- Data entries -

<<<<

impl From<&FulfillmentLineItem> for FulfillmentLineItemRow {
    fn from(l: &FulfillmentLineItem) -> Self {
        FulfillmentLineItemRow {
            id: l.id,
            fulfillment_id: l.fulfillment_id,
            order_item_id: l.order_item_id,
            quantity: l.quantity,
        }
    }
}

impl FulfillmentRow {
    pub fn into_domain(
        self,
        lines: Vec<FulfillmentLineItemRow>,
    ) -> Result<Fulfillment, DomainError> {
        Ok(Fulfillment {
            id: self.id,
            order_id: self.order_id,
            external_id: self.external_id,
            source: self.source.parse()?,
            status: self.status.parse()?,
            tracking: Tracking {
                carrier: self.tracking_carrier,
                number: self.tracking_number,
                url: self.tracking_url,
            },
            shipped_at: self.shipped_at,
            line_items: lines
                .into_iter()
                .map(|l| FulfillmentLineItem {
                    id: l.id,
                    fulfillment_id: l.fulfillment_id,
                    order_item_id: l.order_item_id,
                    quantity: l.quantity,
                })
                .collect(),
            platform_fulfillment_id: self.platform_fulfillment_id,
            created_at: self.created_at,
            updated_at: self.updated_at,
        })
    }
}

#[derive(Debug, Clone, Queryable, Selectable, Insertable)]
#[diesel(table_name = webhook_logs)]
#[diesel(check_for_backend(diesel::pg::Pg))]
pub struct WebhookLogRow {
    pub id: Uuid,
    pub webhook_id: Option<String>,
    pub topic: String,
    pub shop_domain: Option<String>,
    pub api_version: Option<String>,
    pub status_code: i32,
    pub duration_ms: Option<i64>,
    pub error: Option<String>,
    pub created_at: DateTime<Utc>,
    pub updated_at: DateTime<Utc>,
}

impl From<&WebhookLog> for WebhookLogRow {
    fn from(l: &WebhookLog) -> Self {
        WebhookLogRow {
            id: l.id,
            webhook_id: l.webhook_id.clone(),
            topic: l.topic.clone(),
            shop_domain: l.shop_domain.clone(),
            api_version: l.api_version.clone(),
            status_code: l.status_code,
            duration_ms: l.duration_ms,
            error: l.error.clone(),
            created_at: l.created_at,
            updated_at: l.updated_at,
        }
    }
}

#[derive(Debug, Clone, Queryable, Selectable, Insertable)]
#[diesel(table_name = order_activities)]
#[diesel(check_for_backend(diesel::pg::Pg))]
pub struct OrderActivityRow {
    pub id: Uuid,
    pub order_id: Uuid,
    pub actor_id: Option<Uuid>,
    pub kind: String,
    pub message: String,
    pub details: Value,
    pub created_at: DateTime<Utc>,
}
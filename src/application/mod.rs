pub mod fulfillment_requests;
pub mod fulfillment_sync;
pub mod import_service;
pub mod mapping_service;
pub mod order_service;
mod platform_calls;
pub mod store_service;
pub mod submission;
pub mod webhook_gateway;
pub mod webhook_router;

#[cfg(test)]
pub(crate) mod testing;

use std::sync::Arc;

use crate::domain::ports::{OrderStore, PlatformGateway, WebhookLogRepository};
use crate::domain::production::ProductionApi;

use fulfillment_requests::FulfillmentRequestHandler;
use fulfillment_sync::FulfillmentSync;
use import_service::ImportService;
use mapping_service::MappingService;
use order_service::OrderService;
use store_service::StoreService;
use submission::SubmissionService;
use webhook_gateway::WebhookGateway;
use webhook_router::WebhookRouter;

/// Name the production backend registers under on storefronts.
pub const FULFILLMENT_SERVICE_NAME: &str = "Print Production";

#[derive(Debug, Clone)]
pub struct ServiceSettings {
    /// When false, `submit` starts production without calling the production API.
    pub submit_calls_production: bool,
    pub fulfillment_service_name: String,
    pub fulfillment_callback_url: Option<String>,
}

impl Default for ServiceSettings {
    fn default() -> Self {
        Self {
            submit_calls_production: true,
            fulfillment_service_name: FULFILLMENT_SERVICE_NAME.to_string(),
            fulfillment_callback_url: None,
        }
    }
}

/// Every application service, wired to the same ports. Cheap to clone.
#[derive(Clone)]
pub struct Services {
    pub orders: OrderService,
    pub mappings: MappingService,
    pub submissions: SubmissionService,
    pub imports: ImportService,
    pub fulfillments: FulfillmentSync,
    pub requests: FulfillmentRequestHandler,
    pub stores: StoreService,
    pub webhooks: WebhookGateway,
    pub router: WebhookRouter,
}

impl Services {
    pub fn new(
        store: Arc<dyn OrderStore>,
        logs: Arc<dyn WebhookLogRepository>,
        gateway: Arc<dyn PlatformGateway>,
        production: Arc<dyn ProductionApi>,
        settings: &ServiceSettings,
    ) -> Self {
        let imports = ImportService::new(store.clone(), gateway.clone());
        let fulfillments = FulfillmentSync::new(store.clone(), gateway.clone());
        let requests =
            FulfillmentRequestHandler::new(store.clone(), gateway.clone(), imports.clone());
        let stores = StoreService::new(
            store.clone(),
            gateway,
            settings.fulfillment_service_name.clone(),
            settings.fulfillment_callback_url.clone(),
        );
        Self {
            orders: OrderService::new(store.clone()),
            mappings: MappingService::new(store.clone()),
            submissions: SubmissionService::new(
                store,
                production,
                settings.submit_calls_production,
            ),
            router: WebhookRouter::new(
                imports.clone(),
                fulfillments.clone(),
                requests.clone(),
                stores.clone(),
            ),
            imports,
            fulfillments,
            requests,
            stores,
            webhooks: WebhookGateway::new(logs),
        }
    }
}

>>>>

- WHAT TO DO -
Whatever appears in the data above must be copied word for word.

- EXPECTED ANSWER -
impl From<&FulfillmentLineItem> for FulfillmentLineItemRow {
    fn from(l: &FulfillmentLineItem) -> Self {
        FulfillmentLineItemRow {
            id: l.id,
            fulfillment_id: l.fulfillment_id,
            order_item_id: l.order_item_id,
            quantity: l.quantity,
        }
    }
}

impl FulfillmentRow {
    pub fn into_domain(
        self,
        lines: Vec<FulfillmentLineItemRow>,
    ) -> Result<Fulfillment, DomainError> {
        Ok(Fulfillment {
            id: self.id,
            order_id: self.order_id,
            external_id: self.external_id,
            source: self.source.parse()?,
            status: self.status.parse()?,
            tracking: Tracking {
                carrier: self.tracking_carrier,
                number: self.tracking_number,
                url: self.tracking_url,
            },
            shipped_at: self.shipped_at,
            line_items: lines
                .into_iter()
                .map(|l| FulfillmentLineItem {
                    id: l.id,
                    fulfillment_id: l.fulfillment_id,
                    order_item_id: l.order_item_id,
                    quantity: l.quantity,
                })
                .collect(),
            platform_fulfillment_id: self.platform_fulfillment_id,
            created_at: self.created_at,
            updated_at: self.updated_at,
        })
    }
}

#[derive(Debug, Clone, Queryable, Selectable, Insertable)]
#[diesel(table_name = webhook_logs)]
#[diesel(check_for_backend(diesel::pg::Pg))]
pub struct WebhookLogRow {
    pub id: Uuid,
    pub webhook_id: Option<String>,
    pub topic: String,
    pub shop_domain: Option<String>,
    pub api_version: Option<String>,
    pub status_code: i32,
    pub duration_ms: Option<i64>,
    pub error: Option<String>,
    pub created_at: DateTime<Utc>,
    pub updated_at: DateTime<Utc>,
}

impl From<&WebhookLog> for WebhookLogRow {
    fn from(l: &WebhookLog) -> Self {
        WebhookLogRow {
            id: l.id,
            webhook_id: l.webhook_id.clone(),
            topic: l.topic.clone(),
            shop_domain: l.shop_domain.clone(),
            api_version: l.api_version.clone(),
            status_code: l.status_code,
            duration_ms: l.duration_ms,
            error: l.error.clone(),
            created_at: l.created_at,
            updated_at: l.updated_at,
        }
    }
}

#[derive(Debug, Clone, Queryable, Selectable, Insertable)]
#[diesel(table_name = order_activities)]
#[diesel(check_for_backend(diesel::pg::Pg))]
pub struct OrderActivityRow {
    pub id: Uuid,
    pub order_id: Uuid,
    pub actor_id: Option<Uuid>,
    pub kind: String,
    pub message: String,
    pub details: Value,
    pub created_at: DateTime<Utc>,
}
filename src/application/mod.rs
pub mod fulfillment_requests;
pub mod fulfillment_sync;
pub mod import_service;
pub mod mapping_service;
pub mod order_service;
mod platform_calls;
pub mod store_service;
pub mod submission;
pub mod webhook_gateway;
pub mod webhook_router;

#[cfg(test)]
pub(crate) mod testing;

use std::sync::Arc;

use crate::domain::ports::{OrderStore, PlatformGateway, WebhookLogRepository};
use crate::domain::production::ProductionApi;

use fulfillment_requests::FulfillmentRequestHandler;
use fulfillment_sync::FulfillmentSync;
use import_service::ImportService;
use mapping_service::MappingService;
use order_service::OrderService;
use store_service::StoreService;
use submission::SubmissionService;
use webhook_gateway::WebhookGateway;
use webhook_router::WebhookRouter;

/// Name the production backend registers under on storefronts.
pub const FULFILLMENT_SERVICE_NAME: &str = "Print Production";

#[derive(Debug, Clone)]
pub struct ServiceSettings {
    /// When false, `submit` starts production without calling the production API.
    pub submit_calls_production: bool,
    pub fulfillment_service_name: String,
    pub fulfillment_callback_url: Option<String>,
}

impl Default for ServiceSettings {
    fn default() -> Self {
        Self {
            submit_calls_production: true,
            fulfillment_service_name: FULFILLMENT_SERVICE_NAME.to_string(),
            fulfillment_callback_url: None,
        }
    }
}

/// Every application service, wired to the same ports. Cheap to clone.
#[derive(Clone)]
pub struct Services {
    pub orders: OrderService,
    pub mappings: MappingService,
    pub submissions: SubmissionService,
    pub imports: ImportService,
    pub fulfillments: FulfillmentSync,
    pub requests: FulfillmentRequestHandler,
    pub stores: StoreService,
    pub webhooks: WebhookGateway,
    pub router: WebhookRouter,
}

impl Services {
    pub fn new(
        store: Arc<dyn OrderStore>,
        logs: Arc<dyn WebhookLogRepository>,
        gateway: Arc<dyn PlatformGateway>,
        production: Arc<dyn ProductionApi>,
        settings: &ServiceSettings,
    ) -> Self {
        let imports = ImportService::new(store.clone(), gateway.clone());
        let fulfillments = FulfillmentSync::new(store.clone(), gateway.clone());
        let requests =
            FulfillmentRequestHandler::new(store.clone(), gateway.clone(), imports.clone());
        let stores = StoreService::new(
            store.clone(),
            gateway,
            settings.fulfillment_service_name.clone(),
            settings.fulfillment_callback_url.clone(),
        );
        Self {
            orders: OrderService::new(store.clone()),
            mappings: MappingService::new(store.clone()),
            submissions: SubmissionService::new(
                store,
                production,
                settings.submit_calls_production,
            ),
            router: WebhookRouter::new(
                imports.clone(),
                fulfillments.clone(),
                requests.clone(),
                stores.clone(),
            ),
            imports,
            fulfillments,
            requests,
            stores,
            webhooks: WebhookGateway::new(logs),
        }
    }
}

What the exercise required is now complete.